The communications suggest that while policymakers are increasingly sure they’re near the end of the hiking cycle, they’ll wait to see more economic data first.
“While the Bank of Canada didn’t shut the door to more monetary tightening, Canadians might finally be seeing some light at the end of the rate-hiking tunnel,” Royce Mendes, head of macro strategy at Desjardins Securities, said in a report to investors.
Swaps traders, however, upped their bets for a follow-up hike at the bank’s next meeting on Sept. 6, putting the odds at a little less than a coin flip.
The loonie jumped to its highest intraday level since June 27, trading at C$1.3184 per US dollar at 2:12 p.m. Ottawa time. The benchmark two-year yield, which had plunged earlier after US inflation came in at a lower rate than expected, fell further to 4.659% — the lowest in a week.
The central bank’s attempt to pause interest rates earlier this year proved untenable in the face of stubborn price pressures and surprisingly robust consumption growth. New forecasts in the monetary policy report that accompanied Wednesday’s decision illustrate why policymakers were forced to restart their tightening campaign last month.
Upward revisions to consumption mean Canada’s economy will end up averaging about 1% growth in the second half of this year and first half of 2024, according to the bank’s new forecasts. Officials now predict the output gap will close nine months later than previously anticipated, early next year. At his press conference, Macklem confirmed policymakers don’t expect a recession.
Officials forecast inflation will stay around 3% for the next year before gradually declining to the 2% target in mid-2025, two quarters later than previous projections. Delaying the projected return to price stability suggests Macklem and his officials are struggling with their primary job, even as higher inflation expectations risk becoming further entrenched.

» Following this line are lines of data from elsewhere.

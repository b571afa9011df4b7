use core_types::MetricKind;
use serde::{Deserialize, Serialize};

/// The aggregate metrics of one price series.
///
/// This struct is the output of the `MetricsEngine` and is handed to the
/// presentation layer unchanged. It is never updated in place: a new series
/// means a new summary.
#[derive(Debug, Clone, Copy, PartialEq, Serialize, Deserialize)]
pub struct MetricsSummary {
    // I. Returns
    pub avg_daily_return: f64,
    pub std_deviation: f64,

    // II. Risk
    pub max_drawdown: f64,
    pub avg_volatility: f64,

    // III. Volume
    pub volume_price_correlation: Option<f64>, // None when either side has zero variance
}

impl MetricsSummary {
    /// Looks up a metric by kind. `None` marks a degenerate result.
    pub fn value(&self, kind: MetricKind) -> Option<f64> {
        match kind {
            MetricKind::AvgDailyReturn => Some(self.avg_daily_return),
            MetricKind::StdDeviation => Some(self.std_deviation),
            MetricKind::MaxDrawdown => Some(self.max_drawdown),
            MetricKind::AvgVolatility => Some(self.avg_volatility),
            MetricKind::VolumePriceCorrelation => self.volume_price_correlation,
        }
    }

    /// The metrics that are mathematically undefined for this series.
    pub fn degenerate_metrics(&self) -> Vec<MetricKind> {
        MetricKind::ALL
            .into_iter()
            .filter(|kind| self.value(*kind).is_none())
            .collect()
    }

    pub fn is_degenerate(&self) -> bool {
        !self.degenerate_metrics().is_empty()
    }

    /// Metrics whose computed value overflowed to infinity or NaN.
    pub fn non_finite_metrics(&self) -> Vec<MetricKind> {
        MetricKind::ALL
            .into_iter()
            .filter(|kind| self.value(*kind).is_some_and(|v| !v.is_finite()))
            .collect()
    }
}
pub mod enums;
pub mod error;
pub mod source;
pub mod structs;

// Re-export the core types to provide a clean public API.
pub use enums::{MetricKind, MetricUnit};
pub use error::CoreError;
pub use source::SeriesSource;
pub use structs::Observation;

His hike underscores challenges faced by central bankers around the world as they try to nail down how high borrowing costs will need to rise in order to fully rein in price pressures. Officials at the Federal Reserve have said US rates will need to go higher. The European Central Bank isn’t done hiking yet, and Bank of England policy is becoming a national obsession in the UK.
Macklem and his officials remain “concerned that progress towards the 2% target could stall, jeopardizing the return to price stability.” They said they will be closely watching excess demand, inflation expectations, wage growth and corporate pricing behavior as they weigh their next moves.
They reiterated the Bank of Canada’s commitment to getting inflation all the way back to the 2% target, but noted there are challenges ahead. “The next stage in the decline of inflation toward target is expected to take longer and is more uncertain,” the bank said.
The latest revision to the inflation outlook is due to more persistent excess demand and higher-than-expected prices for homes and goods, the bank said. Officials flagged the potential for inflation expectations to prove more stubborn as a key upside risk.
Policymakers see a tight labor market, accumulated household savings, pent-up demand for services, government spending and strong population growth from higher levels of immigration as key factors supporting unexpectedly strong household spending in the first half of the year.
Characterizing Wednesday’s move as “a moderately hawkish hike,” the Bank of Montreal said it’s adjusting its medium-term outlook as a result.
“While we are not looking for further hikes this year, we are tweaking our rate call in light of the bank’s view on growth and inflation — we now see rate cuts beginning only in the second quarter of 2024, one quarter later than our prior view,” Chief Economist Doug Porter said in a report to investors.
For his part, Macklem reiterated at his press conference that “it’s still too early” to be talking about potential cuts.
–With assistance from Derek Decloet.